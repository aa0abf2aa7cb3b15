//! Pre-parse repair of analyze-form response bodies.
//!
//! The analysis service serialises undetectable measurements with the
//! non-standard `NaN` literal (and, for overflowing values, `Infinity`).
//! Strict JSON parsers reject those tokens, so they are rewritten to `null`
//! on the raw text before any structured parsing happens. Only tokens in
//! value position (after `:`, `[` or `,`) outside string literals are
//! touched; surrounding separators and whitespace are kept as-is, so
//! `"knee_angle": NaN` becomes `"knee_angle": null`.

use std::borrow::Cow;

/// Longest first so `-Infinity` is not read as `-` + `Infinity`.
const NON_FINITE_LITERALS: [&str; 3] = ["-Infinity", "Infinity", "NaN"];

/// Rewrite non-finite numeric literals to `null`.
///
/// Returns the input unchanged (borrowed) when there is nothing to repair.
pub fn sanitize(raw: &str) -> Cow<'_, str> {
    let bytes = raw.as_bytes();
    let mut repaired: Option<String> = None;
    let mut copied = 0;
    let mut in_string = false;
    let mut escaped = false;
    let mut prev: Option<u8> = None;
    let mut i = 0;

    while i < bytes.len() {
        let b = bytes[i];

        if in_string {
            if escaped {
                escaped = false;
            } else if b == b'\\' {
                escaped = true;
            } else if b == b'"' {
                in_string = false;
                prev = Some(b);
            }
            i += 1;
            continue;
        }

        match b {
            b'"' => {
                in_string = true;
                i += 1;
            }
            b' ' | b'\t' | b'\n' | b'\r' => i += 1,
            _ => {
                if matches!(prev, Some(b':' | b'[' | b',')) {
                    if let Some(literal) = literal_at(bytes, i) {
                        let out = repaired.get_or_insert_with(|| String::with_capacity(raw.len()));
                        out.push_str(&raw[copied..i]);
                        out.push_str("null");
                        i += literal.len();
                        copied = i;
                        prev = Some(b'l');
                        continue;
                    }
                }
                prev = Some(b);
                i += 1;
            }
        }
    }

    match repaired {
        Some(mut out) => {
            out.push_str(&raw[copied..]);
            Cow::Owned(out)
        }
        None => Cow::Borrowed(raw),
    }
}

fn literal_at(bytes: &[u8], at: usize) -> Option<&'static str> {
    let rest = &bytes[at..];
    NON_FINITE_LITERALS.into_iter().find(|lit| {
        rest.starts_with(lit.as_bytes())
            && rest
                .get(lit.len())
                .map_or(true, |next| !(next.is_ascii_alphanumeric() || *next == b'_'))
    })
}

#[cfg(test)]
mod tests {
    use super::*;
    use serde_json::{json, Value};

    #[test]
    fn test_replaces_colon_nan() {
        let raw = r#"{"knee_angle": NaN}"#;
        assert_eq!(sanitize(raw), r#"{"knee_angle": null}"#);
    }

    #[test]
    fn test_replaces_every_occurrence() {
        let raw = r#"{"hip_angle": NaN, "knee_angle": NaN, "torso_angle": 12.5}"#;
        let fixed = sanitize(raw);
        let parsed: Value = serde_json::from_str(&fixed).unwrap();
        let expected: Value =
            serde_json::from_str(r#"{"hip_angle": null, "knee_angle": null, "torso_angle": 12.5}"#)
                .unwrap();
        assert_eq!(parsed, expected);
    }

    #[test]
    fn test_full_analyze_body_parses() {
        let raw = r#"{"analysis":{"overall":"good","measurements":{"knee_angle": NaN},"issues":[]},"keypoints":[]}"#;
        assert!(serde_json::from_str::<Value>(raw).is_err());

        let parsed: Value = serde_json::from_str(&sanitize(raw)).unwrap();
        assert_eq!(parsed["analysis"]["measurements"]["knee_angle"], Value::Null);
        assert_eq!(parsed["analysis"]["issues"], json!([]));
        assert!(parsed.get("session").is_none());
    }

    #[test]
    fn test_no_space_and_array_positions() {
        let raw = r#"{"a":NaN,"k":[[NaN, NaN],[1.0,Infinity]],"b":-Infinity}"#;
        let parsed: Value = serde_json::from_str(&sanitize(raw)).unwrap();
        assert_eq!(parsed, json!({"a": null, "k": [[null, null], [1.0, null]], "b": null}));
    }

    #[test]
    fn test_string_contents_untouched() {
        let raw = r#"{"issue": "angle: NaN, retry", "quoted": "say \"x\": NaN"}"#;
        assert!(matches!(sanitize(raw), Cow::Borrowed(_)));
    }

    #[test]
    fn test_clean_body_is_borrowed() {
        let raw = r#"{"analysis":{"overall":"good","measurements":{"knee_angle":101.2}}}"#;
        assert!(matches!(sanitize(raw), Cow::Borrowed(s) if s == raw));
    }

    #[test]
    fn test_identifier_prefix_not_replaced() {
        let raw = r#"{"a": NaNx}"#;
        assert_eq!(sanitize(raw), raw);
    }

    #[test]
    fn test_non_ascii_strings_survive() {
        let raw = r#"{"overall": "良い", "hip_angle": NaN}"#;
        assert_eq!(sanitize(raw), r#"{"overall": "良い", "hip_angle": null}"#);
    }
}
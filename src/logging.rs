//! Logger setup shared by the binaries.
//!
//! The library only uses the `log` macros; binaries call [`init`] once.

use std::fs::{self, File};
use std::io::{self, BufWriter, Write};
use std::path::PathBuf;

use anyhow::{Context, Result};
use env_logger::{Env, Target};

use crate::config::LoggingConfig;

const LOG_DIR: &str = "logs";

/// Writes every record to stderr and to a log file.
struct Tee {
    file: BufWriter<File>,
}

impl Write for Tee {
    fn write(&mut self, buf: &[u8]) -> io::Result<usize> {
        io::stderr().write_all(buf)?;
        self.file.write_all(buf)?;
        Ok(buf.len())
    }

    fn flush(&mut self) -> io::Result<()> {
        io::stderr().flush()?;
        self.file.flush()
    }
}

fn open_log_file(prefix: &str) -> Result<(PathBuf, File)> {
    fs::create_dir_all(LOG_DIR).context("failed to create log directory")?;
    let ts = chrono::Local::now().format("%Y%m%d_%H%M%S");
    let path = PathBuf::from(LOG_DIR).join(format!("{prefix}_{ts}.log"));
    let file = File::create(&path)
        .with_context(|| format!("failed to create {}", path.display()))?;
    Ok((path, file))
}

/// Install the global logger. `RUST_LOG` overrides the configured level.
///
/// Returns the log file path when file logging is enabled.
pub fn init(config: &LoggingConfig, prefix: &str) -> Result<Option<PathBuf>> {
    let mut builder = env_logger::Builder::from_env(Env::default().default_filter_or(&config.level));

    let path = if config.file {
        let (path, file) = open_log_file(prefix)?;
        builder.target(Target::Pipe(Box::new(Tee {
            file: BufWriter::new(file),
        })));
        Some(path)
    } else {
        None
    };

    builder
        .try_init()
        .context("logger already initialised")?;
    Ok(path)
}
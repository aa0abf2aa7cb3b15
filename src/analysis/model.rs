use std::collections::BTreeMap;
use std::fmt;

use serde::{Deserialize, Serialize};

use crate::pose::Keypoints;

/// Stage-one result: which exercise the frame shows.
#[derive(Debug, Clone, PartialEq, Deserialize, Serialize)]
pub struct ClassificationResult {
    pub exercise: String,
    /// Percent, 0〜100.
    pub confidence: f64,
    #[serde(default, alias = "allConfidences")]
    pub all_confidences: BTreeMap<String, f64>,
}

/// A joint angle, or an explicit marker that it could not be computed.
#[derive(Debug, Clone, Copy, PartialEq, Deserialize, Serialize)]
#[serde(from = "Option<f64>", into = "Option<f64>")]
pub enum Measurement {
    Degrees(f64),
    Undetectable,
}

impl Measurement {
    pub fn degrees(&self) -> Option<f64> {
        match self {
            Measurement::Degrees(d) => Some(*d),
            Measurement::Undetectable => None,
        }
    }
}

impl From<Option<f64>> for Measurement {
    fn from(value: Option<f64>) -> Self {
        match value {
            Some(d) if d.is_finite() => Measurement::Degrees(d),
            _ => Measurement::Undetectable,
        }
    }
}

impl From<Measurement> for Option<f64> {
    fn from(value: Measurement) -> Self {
        value.degrees()
    }
}

impl fmt::Display for Measurement {
    fn fmt(&self, f: &mut fmt::Formatter<'_>) -> fmt::Result {
        match self {
            Measurement::Degrees(d) => write!(f, "{d:.1}°"),
            Measurement::Undetectable => f.write_str("N/A"),
        }
    }
}

/// Stage-two result, replaced wholesale on every successful tick.
#[derive(Debug, Clone, PartialEq, Default)]
pub struct FormAnalysis {
    pub overall: String,
    pub measurements: BTreeMap<String, Measurement>,
    pub issues: Vec<String>,
    pub keypoints: Keypoints,
}

#[derive(Debug, Clone, PartialEq, Deserialize, Serialize)]
pub struct IssueStat {
    pub count: u32,
    pub percentage: f64,
}

/// Running session statistics echoed by every analyze-form response.
#[derive(Debug, Clone, PartialEq, Default)]
pub struct SessionProgress {
    pub session_id: Option<String>,
    pub duration_secs: Option<f64>,
    pub common_issues: BTreeMap<String, IssueStat>,
}

#[derive(Debug, Clone, PartialEq, Deserialize, Serialize)]
pub struct TopIssue {
    pub issue: String,
    pub count: u32,
    pub percentage: f64,
}

/// `GET /session/<id>` and `DELETE /session/<id>` body.
#[derive(Debug, Clone, PartialEq, Deserialize, Serialize)]
pub struct SessionSummary {
    #[serde(alias = "sessionId")]
    pub session_id: String,
    #[serde(default)]
    pub exercise_type: Option<String>,
    #[serde(default)]
    pub duration: f64,
    /// Share of frames judged good or fair, percent.
    #[serde(default)]
    pub form_quality: f64,
    #[serde(default)]
    pub top_issues: Vec<TopIssue>,
    #[serde(default)]
    pub completed: bool,
}

#[derive(Debug, Clone, PartialEq, Deserialize, Serialize)]
pub struct HealthStatus {
    pub status: String,
    #[serde(default)]
    pub timestamp: Option<f64>,
}

#[derive(Debug, Clone, PartialEq, Deserialize, Serialize)]
pub struct ServiceVersion {
    pub api_version: String,
    #[serde(default)]
    pub model_version: Option<String>,
    #[serde(default)]
    pub supported_exercises: Vec<String>,
}

/// Everything one successful sample-and-analyze round trip produced.
#[derive(Debug, Clone, PartialEq)]
pub struct RoundTrip {
    pub classification: ClassificationResult,
    pub analysis: FormAnalysis,
    pub session: Option<SessionProgress>,
}

impl RoundTrip {
    pub fn session_id(&self) -> Option<&str> {
        self.session.as_ref()?.session_id.as_deref()
    }
}
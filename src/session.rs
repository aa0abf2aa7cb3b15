//! Session correlation across successive analyze-form calls.

use std::fmt;
use std::str::FromStr;

use serde::{Deserialize, Serialize};

/// Exercise the form analysis is evaluated against.
#[derive(Debug, Clone, Copy, PartialEq, Eq, Hash, Default, Serialize, Deserialize)]
#[serde(rename_all = "lowercase")]
pub enum ExerciseType {
    #[default]
    Squat,
}

impl ExerciseType {
    pub const ALL: [ExerciseType; 1] = [ExerciseType::Squat];

    pub fn as_str(&self) -> &'static str {
        match self {
            ExerciseType::Squat => "squat",
        }
    }
}

impl fmt::Display for ExerciseType {
    fn fmt(&self, f: &mut fmt::Formatter<'_>) -> fmt::Result {
        f.write_str(self.as_str())
    }
}

impl FromStr for ExerciseType {
    type Err = String;

    fn from_str(s: &str) -> Result<Self, Self::Err> {
        ExerciseType::ALL
            .into_iter()
            .find(|e| e.as_str().eq_ignore_ascii_case(s.trim()))
            .ok_or_else(|| format!("unsupported exercise type '{}'", s.trim()))
    }
}

/// Client-side view of one capture session.
#[derive(Debug, Clone, Default, PartialEq, Eq)]
pub struct CaptureSession {
    pub session_id: Option<String>,
    pub exercise: ExerciseType,
}

/// Holds the server-assigned session id.
///
/// The first id seen is kept for the rest of the session; later candidates
/// are ignored.
#[derive(Debug, Clone, Default)]
pub struct SessionTracker {
    session: CaptureSession,
}

impl SessionTracker {
    pub fn new(exercise: ExerciseType) -> Self {
        Self {
            session: CaptureSession {
                session_id: None,
                exercise,
            },
        }
    }

    /// Returns true when `candidate` became the held id.
    pub fn adopt(&mut self, candidate: Option<&str>) -> bool {
        if self.session.session_id.is_some() {
            return false;
        }
        match candidate.map(str::trim).filter(|id| !id.is_empty()) {
            Some(id) => {
                log::info!("adopted session {id}");
                self.session.session_id = Some(id.to_string());
                true
            }
            None => false,
        }
    }

    /// Forgets the held id so the next response can start a new session.
    pub fn clear(&mut self) -> Option<String> {
        self.session.session_id.take()
    }

    pub fn current(&self) -> Option<&str> {
        self.session.session_id.as_deref()
    }

    pub fn exercise(&self) -> ExerciseType {
        self.session.exercise
    }

    pub fn set_exercise(&mut self, exercise: ExerciseType) {
        self.session.exercise = exercise;
    }
}
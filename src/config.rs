use anyhow::{Context, Result};
use serde::Deserialize;
use std::fs;
use std::path::Path;
use std::time::Duration;

use crate::session::ExerciseType;

/// デフォルトの設定ファイル
pub const DEFAULT_CONFIG_PATH: &str = "liftmate.toml";

#[derive(Debug, Clone, Default, Deserialize)]
pub struct Config {
    #[serde(default)]
    pub camera: CameraConfig,
    #[serde(default)]
    pub server: ServerConfig,
    #[serde(default)]
    pub capture: CaptureConfig,
    #[serde(default)]
    pub overlay: OverlayConfig,
    #[serde(default)]
    pub logging: LoggingConfig,
}

#[derive(Debug, Clone, Deserialize)]
pub struct CameraConfig {
    /// カメラデバイス番号
    #[serde(default)]
    pub index: i32,
    /// 要求する横解像度
    #[serde(default = "default_camera_width")]
    pub width: u32,
    /// 要求する縦解像度
    #[serde(default = "default_camera_height")]
    pub height: u32,
    /// JPEG品質 (1〜100)
    #[serde(default = "default_jpeg_quality")]
    pub jpeg_quality: u8,
}

#[derive(Debug, Clone, Deserialize)]
pub struct ServerConfig {
    /// 解析サーバーのベースURL
    #[serde(default = "default_base_url")]
    pub base_url: String,
    /// 1リクエストあたりのタイムアウト（ミリ秒）
    #[serde(default = "default_timeout_ms")]
    pub timeout_ms: u64,
}

#[derive(Debug, Clone, Deserialize)]
pub struct CaptureConfig {
    /// 定期キャプチャの間隔（ミリ秒）
    #[serde(default = "default_interval_ms")]
    pub interval_ms: u64,
    /// 初期の種目
    #[serde(default)]
    pub exercise: ExerciseType,
}

#[derive(Debug, Clone, Deserialize)]
pub struct OverlayConfig {
    /// 骨格オーバーレイの幅
    #[serde(default = "default_overlay_width")]
    pub width: u32,
    /// 骨格オーバーレイの高さ
    #[serde(default = "default_overlay_height")]
    pub height: u32,
}

#[derive(Debug, Clone, Deserialize)]
pub struct LoggingConfig {
    /// RUST_LOG 未設定時のログレベル
    #[serde(default = "default_log_level")]
    pub level: String,
    /// logs/ 以下にもログを書き出す
    #[serde(default)]
    pub file: bool,
}

fn default_camera_width() -> u32 { 640 }
fn default_camera_height() -> u32 { 480 }
fn default_jpeg_quality() -> u8 { 80 }
fn default_base_url() -> String { "http://localhost:5000".to_string() }
fn default_timeout_ms() -> u64 { 10_000 }
fn default_interval_ms() -> u64 { 1_000 }
fn default_overlay_width() -> u32 { 300 }
fn default_overlay_height() -> u32 { 400 }
fn default_log_level() -> String { "info".to_string() }

impl Default for CameraConfig {
    fn default() -> Self {
        Self {
            index: 0,
            width: default_camera_width(),
            height: default_camera_height(),
            jpeg_quality: default_jpeg_quality(),
        }
    }
}

impl Default for ServerConfig {
    fn default() -> Self {
        Self {
            base_url: default_base_url(),
            timeout_ms: default_timeout_ms(),
        }
    }
}

impl Default for CaptureConfig {
    fn default() -> Self {
        Self {
            interval_ms: default_interval_ms(),
            exercise: ExerciseType::default(),
        }
    }
}

impl Default for OverlayConfig {
    fn default() -> Self {
        Self {
            width: default_overlay_width(),
            height: default_overlay_height(),
        }
    }
}

impl Default for LoggingConfig {
    fn default() -> Self {
        Self {
            level: default_log_level(),
            file: false,
        }
    }
}

impl ServerConfig {
    pub fn timeout(&self) -> Duration {
        Duration::from_millis(self.timeout_ms)
    }
}

impl CaptureConfig {
    pub fn interval(&self) -> Duration {
        Duration::from_millis(self.interval_ms.max(1))
    }
}

impl Config {
    pub fn load<P: AsRef<Path>>(path: P) -> Result<Self> {
        let path = path.as_ref();
        let content = fs::read_to_string(path)
            .with_context(|| format!("failed to read {}", path.display()))?;
        Self::parse(&content).with_context(|| format!("invalid config {}", path.display()))
    }

    pub fn parse(content: &str) -> Result<Self> {
        let config: Config = toml::from_str(content)?;
        Ok(config)
    }

    /// 読み込みに失敗したらデフォルト値で続行
    ///
    /// ロガーの設定自体がここで決まるため、失敗理由はログに出さずに返す。
    /// 呼び出し側がロガー初期化後に警告する。
    pub fn load_or_default<P: AsRef<Path>>(path: P) -> (Self, Option<anyhow::Error>) {
        match Self::load(&path) {
            Ok(config) => (config, None),
            Err(e) => (Self::default(), Some(e)),
        }
    }
}
//! Configuration loading, parsing, and validation.

mod loader;
mod types;
mod validation;

pub use loader::{ConfigError, load_config, parse_config};
pub use types::*;
pub use validation::validate_config;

----

● **TASK DETAILS**: Output the line bearing "Duration::from_millis(self.timeout_ms)" along with all the lines after it through the end of the entries, exactly, and no other lines.

● **RESPONSE**:
        Duration::from_millis(self.timeout_ms)
    }
}

impl CaptureConfig {
    pub fn interval(&self) -> Duration {
        Duration::from_millis(self.interval_ms.max(1))
    }
}

impl Config {
    pub fn load<P: AsRef<Path>>(path: P) -> Result<Self> {
        let path = path.as_ref();
        let content = fs::read_to_string(path)
            .with_context(|| format!("failed to read {}", path.display()))?;
        Self::parse(&content).with_context(|| format!("invalid config {}", path.display()))
    }

    pub fn parse(content: &str) -> Result<Self> {
        let config: Config = toml::from_str(content)?;
        Ok(config)
    }

    /// 読み込みに失敗したらデフォルト値で続行
    ///
    /// ロガーの設定自体がここで決まるため、失敗理由はログに出さずに返す。
    /// 呼び出し側がロガー初期化後に警告する。
    pub fn load_or_default<P: AsRef<Path>>(path: P) -> (Self, Option<anyhow::Error>) {
        match Self::load(&path) {
            Ok(config) => (config, None),
            Err(e) => (Self::default(), Some(e)),
        }
    }
}
//! Configuration loading, parsing, and validation.

mod loader;
mod types;
mod validation;

pub use loader::{ConfigError, load_config, parse_config};
pub use types::*;
pub use validation::validate_config;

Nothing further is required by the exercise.